World J Nephrol. Dec 17, 2018; 7(8): 155-160
Published online Dec 17, 2018. doi: 10.5527/wjn.v7.i8.155
Clear cell papillary renal cell carcinoma: A case report and review of the literature
Sung Han Kim, Whi-An Kwon, Jae Young Joung, Ho Kyung Seo, Kang Hyun Lee, Jinsoo Chung, Department of Urology, Center for Prostate Cancer, National Cancer Center, Goyang 410-769, South Korea
ORCID number: Sung Han Kim (0000-0002-1689-5203); Whi-An Kwon (0000-0002-7833-5981); Jae Young Joung (0000-0003-2954-1663); Ho Kyung Seo (0000-0003-2601-1093); Kang Hyun Lee (0000-0003-0041-2243); Jinsoo Chung (0000-0003-2251-5331).
Author contributions: Chung J, Kwon WA and Kim SH conceived of the study, participated in its design and coordination, and helped to draft the manuscript; Chung J and Kwon WA performed the surgery; Kim SH wrote the manuscript; all authors read and approved the final manuscript.
Informed consent statement: The patient provided written informed consent for the publication of this case report and any accompanying images.
Conflict-of-interest statement: The authors declare that they have no competing interests or relevant financial relationships with either individuals or organizations.
Open-Access: This article is an open-access article which was selected by an in-house editor and fully peer-reviewed by external reviewers.

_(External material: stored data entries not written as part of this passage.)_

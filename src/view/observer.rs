use std::sync::atomic::{AtomicU64, Ordering};
use std::sync::{Arc, Mutex, Weak};

/// Callback invoked on every layout pass delivered to a view.
type LayoutCallback = Arc<dyn Fn() + Send + Sync>;

#[derive(Default)]
struct ObserverInner {
    next_id: AtomicU64,
    callbacks: Mutex<Vec<(u64, LayoutCallback)>>,
}

/// Per-view registry of layout callbacks.
///
/// Dispatch snapshots the registered callbacks before calling them, so a
/// callback may subscribe or drop subscriptions without deadlocking. Changes
/// made during a dispatch take effect on the next one.
#[derive(Clone, Default)]
pub struct LayoutObserver {
    inner: Arc<ObserverInner>,
}

impl LayoutObserver {
    pub fn new() -> Self {
        Self::default()
    }

    /// Register `callback`; it stays registered until the returned guard drops.
    #[must_use = "dropping the subscription unregisters the callback"]
    pub fn subscribe<F>(&self, callback: F) -> LayoutSubscription
    where
        F: Fn() + Send + Sync + 'static,
    {
        let id = self.inner.next_id.fetch_add(1, Ordering::Relaxed);
        if let Ok(mut guard) = self.inner.callbacks.lock() {
            guard.push((id, Arc::new(callback)));
        }
        LayoutSubscription {
            observer: Arc::downgrade(&self.inner),
            id,
        }
    }

    pub fn subscriber_count(&self) -> usize {
        self.inner
            .callbacks
            .lock()
            .map(|guard| guard.len())
            .unwrap_or(0)
    }

    /// Deliver one global-layout signal to every subscriber, in subscription order.
    pub fn dispatch_global_layout(&self) {
        let snapshot: Vec<LayoutCallback> = match self.inner.callbacks.lock() {
            Ok(guard) => guard.iter().map(|(_, cb)| Arc::clone(cb)).collect(),
            Err(_) => return,
        };
        for callback in snapshot {
            callback();
        }
    }
}

/// RAII guard returned by [`LayoutObserver::subscribe`].
pub struct LayoutSubscription {
    observer: Weak<ObserverInner>,
    id: u64,
}

impl Drop for LayoutSubscription {
    fn drop(&mut self) {
        if let Some(inner) = self.observer.upgrade() {
            if let Ok(mut guard) = inner.callbacks.lock() {
                guard.retain(|(id, _)| *id != self.id);
            }
        }
    }
}
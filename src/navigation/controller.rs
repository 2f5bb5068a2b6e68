use std::fmt;
use std::sync::{Arc, Mutex, MutexGuard, PoisonError, Weak};

use serde_json::json;

use crate::logging::{LogLevel, json_kv};
use crate::view::{LayoutSubscription, View};

use super::OwnerContext;
use super::audit::{NavigationAuditEventBuilder, NavigationAuditStage};
use super::stack::{StackController, StackInner};

const LOG_TARGET: &str = "room_nav::controller";

/// Receives lifecycle transitions of one controller.
///
/// Callbacks run synchronously on the thread that delivered the layout signal,
/// after the controller released its internal state. A callback that triggers
/// another layout pass re-enters the state machine before returning; avoid it.
pub trait LifecycleListener: Send + Sync {
    fn on_create(&self);
    fn on_start(&self);
    fn on_stop(&self);
}

/// Builds the view a controller owns. Called at most once per controller.
pub type ViewFactory = Arc<dyn Fn(&OwnerContext) -> View + Send + Sync>;

/// Answers whether a back request was consumed.
pub type BackHandler = Arc<dyn Fn() -> bool + Send + Sync>;

#[derive(Debug, Clone, Copy, PartialEq, Eq, Default)]
pub enum LifecycleState {
    #[default]
    NotCreated,
    Stopped,
    Started,
}

#[derive(Debug, Clone, Copy, PartialEq, Eq)]
pub enum LifecycleEvent {
    Create,
    Start,
    Stop,
}

impl LifecycleState {
    pub fn on_view_created(self) -> (LifecycleState, Option<LifecycleEvent>) {
        match self {
            LifecycleState::NotCreated => (LifecycleState::Stopped, Some(LifecycleEvent::Create)),
            other => (other, None),
        }
    }

    /// Next state for one layout signal observing `visible`.
    ///
    /// Emits at most one event; redundant signals emit nothing, so `Start`
    /// and `Stop` always alternate.
    pub fn on_layout(self, visible: bool) -> (LifecycleState, Option<LifecycleEvent>) {
        match (self, visible) {
            (Self::NotCreated, _) => (self, None),
            (Self::Stopped, true) => (Self::Started, Some(LifecycleEvent::Start)),
            (Self::Started, false) => (Self::Stopped, Some(LifecycleEvent::Stop)),
            _ => (self, None),
        }
    }
}

impl LifecycleEvent {
    pub fn name(self) -> &'static str {
        match self {
            LifecycleEvent::Create => "create",
            LifecycleEvent::Start => "start",
            LifecycleEvent::Stop => "stop",
        }
    }

    fn deliver(self, listener: &dyn LifecycleListener) {
        match self {
            LifecycleEvent::Create => listener.on_create(),
            LifecycleEvent::Start => listener.on_start(),
            LifecycleEvent::Stop => listener.on_stop(),
        }
    }

    fn audit_stage(self) -> NavigationAuditStage {
        match self {
            LifecycleEvent::Create => NavigationAuditStage::Created,
            LifecycleEvent::Start => NavigationAuditStage::Started,
            LifecycleEvent::Stop => NavigationAuditStage::Stopped,
        }
    }
}

#[derive(Default)]
struct ControllerState {
    view: Option<View>,
    _subscription: Option<LayoutSubscription>,
    lifecycle: LifecycleState,
    listener: Option<Weak<dyn LifecycleListener>>,
    stack: Weak<StackInner>,
}

struct ControllerCore {
    id: String,
    context: OwnerContext,
    factory: ViewFactory,
    /// Held across the factory call so concurrent first accesses build one view.
    creation: Mutex<()>,
    back_handler: Mutex<Option<BackHandler>>,
    state: Mutex<ControllerState>,
}

/// Owns one screen's view and turns layout signals into lifecycle callbacks.
///
/// Cloning yields another handle to the same controller. The layout
/// subscription is released when the last handle drops.
#[derive(Clone)]
pub struct ViewController {
    core: Arc<ControllerCore>,
}

impl ViewController {
    /// Controller whose view is a plain view bound to `context`.
    pub fn new(context: &OwnerContext, id: impl Into<String>) -> Self {
        Self::with_factory(context, id, Arc::new(View::new))
    }

    pub fn with_factory(
        context: &OwnerContext,
        id: impl Into<String>,
        factory: ViewFactory,
    ) -> Self {
        Self {
            core: Arc::new(ControllerCore {
                id: id.into(),
                context: context.clone(),
                factory,
                creation: Mutex::new(()),
                back_handler: Mutex::new(None),
                state: Mutex::new(ControllerState::default()),
            }),
        }
    }

    pub fn with_back_handler<F>(self, handler: F) -> Self
    where
        F: Fn() -> bool + Send + Sync + 'static,
    {
        *lock(&self.core.back_handler) = Some(Arc::new(handler));
        self
    }

    pub fn id(&self) -> &str {
        &self.core.id
    }

    /// The hosting context supplied at construction.
    pub fn context(&self) -> &OwnerContext {
        &self.core.context
    }

    pub fn ptr_eq(&self, other: &ViewController) -> bool {
        Arc::ptr_eq(&self.core, &other.core)
    }

    pub fn lifecycle_state(&self) -> LifecycleState {
        self.state().lifecycle
    }

    pub fn is_view_created(&self) -> bool {
        self.state().view.is_some()
    }

    /// The owned view, created through the factory on first access.
    ///
    /// Creation subscribes to the view's layout signals and fires `on_create`.
    /// The factory must not call back into this controller's `view`.
    pub fn view(&self) -> View {
        if let Some(view) = self.existing_view() {
            return view;
        }

        let (view, event, listener) = {
            let _creating = lock(&self.core.creation);
            if let Some(existing) = self.existing_view() {
                return existing;
            }
            let created = (self.core.factory)(&self.core.context);
            let mut state = self.state();
            if let Some(existing) = state.view.clone() {
                return existing;
            }
            let weak = Arc::downgrade(&self.core);
            state._subscription = Some(created.observer().subscribe(move || {
                if let Some(core) = weak.upgrade() {
                    ViewController { core }.on_global_layout();
                }
            }));
            state.view = Some(created.clone());
            let (next, event) = state.lifecycle.on_view_created();
            state.lifecycle = next;
            (created, event, state.listener.clone())
        };

        self.core.context.record_metrics(|m| m.record_view_created());
        self.core.context.log(
            LogLevel::Debug,
            LOG_TARGET,
            "view_created",
            [
                json_kv("controller", json!(self.core.id)),
                json_kv("view", json!(view.id().to_string())),
            ],
        );
        if let Some(event) = event {
            self.emit(event, listener);
        }
        view
    }

    pub(crate) fn existing_view(&self) -> Option<View> {
        self.state().view.clone()
    }

    /// The stack currently holding this controller, if any.
    pub fn stack_controller(&self) -> Option<StackController> {
        self.state().stack.upgrade().map(StackController::from_inner)
    }

    pub(crate) fn attach_to(&self, stack: Weak<StackInner>) {
        self.state().stack = stack;
    }

    pub(crate) fn detach_from_stack(&self) {
        self.state().stack = Weak::new();
    }

    /// Replace the listener. The controller keeps only a weak reference, and
    /// events that already fired are not replayed.
    pub fn set_lifecycle_listener(&self, listener: &Arc<dyn LifecycleListener>) {
        self.state().listener = Some(Arc::downgrade(listener));
    }

    pub fn clear_lifecycle_listener(&self) {
        self.state().listener = None;
    }

    /// Whether this controller consumed a back request. False unless a back
    /// handler was installed.
    pub fn handle_back(&self) -> bool {
        let handler = lock(&self.core.back_handler).clone();
        let consumed = handler.map(|handler| handler()).unwrap_or(false);
        if consumed {
            self.core.context.audit(
                NavigationAuditEventBuilder::new(NavigationAuditStage::BackHandled, self.id())
                    .finish(),
            );
        }
        consumed
    }

    fn on_global_layout(&self) {
        let Some(view) = self.existing_view() else {
            return;
        };
        let visible = view.is_effectively_visible();
        self.core.context.record_metrics(|m| m.record_layout_signal());

        let (event, listener) = {
            let mut state = self.state();
            let (next, event) = state.lifecycle.on_layout(visible);
            state.lifecycle = next;
            (event, state.listener.clone())
        };
        if let Some(event) = event {
            self.emit(event, listener);
        }
    }

    fn emit(&self, event: LifecycleEvent, listener: Option<Weak<dyn LifecycleListener>>) {
        let context = &self.core.context;
        match event {
            LifecycleEvent::Start => context.record_metrics(|m| m.record_start()),
            LifecycleEvent::Stop => context.record_metrics(|m| m.record_stop()),
            LifecycleEvent::Create => {}
        }
        context.log(
            context.config().lifecycle_level,
            LOG_TARGET,
            "lifecycle",
            [
                json_kv("controller", json!(self.core.id)),
                json_kv("event", json!(event.name())),
            ],
        );
        context.audit(NavigationAuditEventBuilder::new(event.audit_stage(), self.id()).finish());

        if let Some(listener) = listener.and_then(|weak| weak.upgrade()) {
            event.deliver(listener.as_ref());
        }
    }

    fn state(&self) -> MutexGuard<'_, ControllerState> {
        lock(&self.core.state)
    }
}

fn lock<T>(mutex: &Mutex<T>) -> MutexGuard<'_, T> {
    mutex.lock().unwrap_or_else(PoisonError::into_inner)
}

impl PartialEq for ViewController {
    fn eq(&self, other: &Self) -> bool {
        self.ptr_eq(other)
    }
}

impl Eq for ViewController {}

impl fmt::Debug for ViewController {
    fn fmt(&self, f: &mut fmt::Formatter<'_>) -> fmt::Result {
        f.debug_struct("ViewController")
            .field("id", &self.core.id)
            .field("lifecycle", &self.lifecycle_state())
            .finish_non_exhaustive()
    }
}
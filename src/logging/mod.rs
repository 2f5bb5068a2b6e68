//! Structured JSON logging for lifecycle and stack events.
//!
//! Events are plain [`LogEvent`] records handed to a [`LogSink`]. The crate
//! never fails a navigation operation because a sink failed; callers that care
//! about sink errors log through [`Logger`] directly.

use serde::Serialize;
use serde_json::{Map, Value};
use std::fs::{File, OpenOptions};
use std::io::{BufWriter, Write};
use std::path::{Path, PathBuf};
use std::sync::{Arc, Mutex};
use std::time::{SystemTime, UNIX_EPOCH};

use thiserror::Error;

pub type LogFields = Map<String, Value>;

#[derive(Debug, Clone, Copy, PartialEq, Eq, PartialOrd, Ord, Serialize)]
#[serde(rename_all = "lowercase")]
pub enum LogLevel {
    Trace,
    Debug,
    Info,
    Warn,
    Error,
}

#[derive(Debug, Clone, Serialize)]
pub struct LogEvent {
    pub ts_ms: u128,
    pub level: LogLevel,
    pub target: String,
    pub message: String,
    #[serde(skip_serializing_if = "LogFields::is_empty", default)]
    pub fields: LogFields,
}

impl LogEvent {
    pub fn new(level: LogLevel, target: impl Into<String>, message: impl Into<String>) -> Self {
        Self {
            ts_ms: current_ms(),
            level,
            target: target.into(),
            message: message.into(),
            fields: LogFields::new(),
        }
    }

    /// Look up a field by key.
    pub fn field(&self, key: &str) -> Option<&Value> {
        self.fields.get(key)
    }
}

fn current_ms() -> u128 {
    SystemTime::now()
        .duration_since(UNIX_EPOCH)
        .map(|d| d.as_millis())
        .unwrap_or(0)
}

pub type LoggingResult<T> = std::result::Result<T, LoggingError>;

#[derive(Debug, Error)]
pub enum LoggingError {
    #[error("I/O error: {0}")]
    Io(#[from] std::io::Error),
    #[error("serialization error: {0}")]
    Serde(#[from] serde_json::Error),
    #[error("log sink poisoned")]
    Poisoned,
}

pub trait LogSink: Send + Sync {
    fn log(&self, event: &LogEvent) -> LoggingResult<()>;
}

/// Cloneable handle over a shared sink, filtering by minimum level.
#[derive(Clone)]
pub struct Logger {
    sink: Arc<dyn LogSink>,
    min_level: LogLevel,
}

impl Logger {
    pub fn new<S>(sink: S) -> Self
    where
        S: LogSink + 'static,
    {
        Self::from_shared(Arc::new(sink))
    }

    /// Build a logger over a sink the caller keeps a handle to.
    pub fn from_shared(sink: Arc<dyn LogSink>) -> Self {
        Self {
            sink,
            min_level: LogLevel::Trace,
        }
    }

    pub fn with_min_level(mut self, level: LogLevel) -> Self {
        self.min_level = level;
        self
    }

    pub fn enabled(&self, level: LogLevel) -> bool {
        level >= self.min_level
    }

    pub fn log(&self, level: LogLevel, target: &str, message: &str) -> LoggingResult<()> {
        self.log_event(LogEvent::new(level, target, message))
    }

    pub fn log_event(&self, event: LogEvent) -> LoggingResult<()> {
        if !self.enabled(event.level) {
            return Ok(());
        }
        self.sink.log(&event)
    }
}

/// Appends newline-delimited JSON to a file, truncating once `max_bytes` is hit.
pub struct FileSink {
    path: PathBuf,
    max_bytes: u64,
    writer: Mutex<BufWriter<File>>,
}

impl FileSink {
    pub fn new(path: impl AsRef<Path>, max_bytes: u64) -> LoggingResult<Self> {
        let path = path.as_ref().to_path_buf();
        let file = OpenOptions::new().create(true).append(true).open(&path)?;
        Ok(Self {
            path,
            max_bytes,
            writer: Mutex::new(BufWriter::new(file)),
        })
    }

    fn write_line(&self, mut line: String) -> LoggingResult<()> {
        line.push('\n');
        let mut guard = self.writer.lock().map_err(|_| LoggingError::Poisoned)?;

        if self.should_rotate(guard.get_ref(), line.len() as u64)? {
            let file = OpenOptions::new()
                .write(true)
                .create(true)
                .truncate(true)
                .open(&self.path)?;
            *guard = BufWriter::new(file);
        }

        guard.write_all(line.as_bytes())?;
        guard.flush()?;
        Ok(())
    }

    fn should_rotate(&self, file: &File, incoming_len: u64) -> std::io::Result<bool> {
        if self.max_bytes == 0 {
            return Ok(false);
        }
        let current = file.metadata()?.len();
        Ok(current + incoming_len > self.max_bytes)
    }
}

impl LogSink for FileSink {
    fn log(&self, event: &LogEvent) -> LoggingResult<()> {
        let line = serde_json::to_string(event)?;
        self.write_line(line)
    }
}

/// Keeps events in memory; handy for inspecting what a stack logged.
#[derive(Default)]
pub struct MemorySink {
    events: Mutex<Vec<LogEvent>>,
}

impl MemorySink {
    pub fn new() -> Self {
        Self::default()
    }

    pub fn events(&self) -> Vec<LogEvent> {
        self.events
            .lock()
            .map(|guard| guard.clone())
            .unwrap_or_default()
    }

    pub fn messages(&self) -> Vec<String> {
        self.events().into_iter().map(|e| e.message).collect()
    }
}

impl LogSink for MemorySink {
    fn log(&self, event: &LogEvent) -> LoggingResult<()> {
        let mut guard = self.events.lock().map_err(|_| LoggingError::Poisoned)?;
        guard.push(event.clone());
        Ok(())
    }
}

pub fn event_with_fields(
    level: LogLevel,
    target: &str,
    message: &str,
    fields: impl IntoIterator<Item = (String, Value)>,
) -> LogEvent {
    let mut event = LogEvent::new(level, target, message);
    event.fields.extend(fields);
    event
}

pub fn json_kv(key: &str, value: impl Into<Value>) -> (String, Value) {
    (key.to_string(), value.into())
}

#[cfg(test)]
mod tests {
    use super::*;
    use serde_json::json;

    #[test]
    fn memory_sink_collects_events() {
        let sink = Arc::new(MemorySink::new());
        let logger = Logger::from_shared(sink.clone());
        logger
            .log(LogLevel::Info, "room_nav::test", "hello")
            .unwrap();
        assert_eq!(sink.messages(), vec!["hello".to_string()]);
    }

    #[test]
    fn min_level_filters_quieter_events() {
        let sink = Arc::new(MemorySink::new());
        let logger = Logger::from_shared(sink.clone()).with_min_level(LogLevel::Info);
        logger.log(LogLevel::Debug, "t", "dropped").unwrap();
        logger.log(LogLevel::Warn, "t", "kept").unwrap();
        assert_eq!(sink.messages(), vec!["kept".to_string()]);
    }

    #[test]
    fn fields_serialize_only_when_present() {
        let bare = serde_json::to_value(LogEvent::new(LogLevel::Info, "t", "m")).unwrap();
        assert!(bare.get("fields").is_none());
        assert_eq!(bare["level"], json!("info"));

        let with = event_with_fields(LogLevel::Debug, "t", "m", [json_kv("id", json!("uut"))]);
        assert_eq!(with.field("id"), Some(&json!("uut")));
        let value = serde_json::to_value(&with).unwrap();
        assert_eq!(value["fields"]["id"], json!("uut"));
    }

    #[test]
    fn file_sink_rotates_past_limit() {
        let path = std::env::temp_dir().join(format!(
            "room_nav_log_{}_{}.jsonl",
            std::process::id(),
            current_ms()
        ));
        let sink = FileSink::new(&path, 64).unwrap();
        let event = LogEvent::new(LogLevel::Info, "room_nav::test", "a message of some length");
        sink.log(&event).unwrap();
        sink.log(&event).unwrap();
        let contents = std::fs::read_to_string(&path).unwrap();
        assert_eq!(contents.lines().count(), 1);
        let _ = std::fs::remove_file(&path);
    }
}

It is distributed in accordance with the Creative Commons Attribution Non Commercial (CC BY-NC 4.0) license, which permits others to distribute, remix, adapt, build upon this work non-commercially, and license their derivative works on different terms, provided the original work is properly cited and the use is non-commercial. See: http://creativecommons.org/licenses/by-nc/4.0/
Corresponding author to: Jinsoo Chung, MD, PhD, Doctor, Department of Urology, Center for Prostate Cancer, National Cancer Center, 323 Ilsan-ro, Ilsandong-gu, Goyang-si, Gyeonggi-do, Goyang 410-769, South Korea. cjs5225@ncc.re.kr
Telephone: +82-31-9201676 Fax: +82-31-9201790
Received: August 2, 2018
Peer-review started: August 3, 2018
First decision: August 21, 2018
Revised: October 29, 2018
Accepted: November 8, 2018
Article in press: November 8, 2018
Published online: December 17, 2018

Abstract

Clear cell papillary renal cell carcinoma (ccpRCC) was recently established as a distinct type of epithelial neoplasm by the International Society of Urological Pathology Vancouver Classification of Renal Neoplasia. Here, we report a case of partial nephrectomy for a ccpRCC detected during the routine follow-up of a previously treated liposarcoma in a 70-year-old male patient. The patient was referred to the urology department for a right-sided renal mass (size: 2 cm) detected during routine annual imaging follow-up for a malignant right inguinal fibrous histocytoma and liposarcoma that had been diagnosed 6 and 4 years earlier, respectively, and treated with surgery and adjuvant radiation therapy. Following partial nephrectomy, the renal mass was pathologically diagnosed as ccpRCC, and immunohistochemistry revealed carbonic anhydrase 9 (CA9) expression. No recurrences or metastases were detected on follow-up imaging for 6 months. This is the first report of partial nephrectomy for incidentally discovered CA9-positive ccpRCC.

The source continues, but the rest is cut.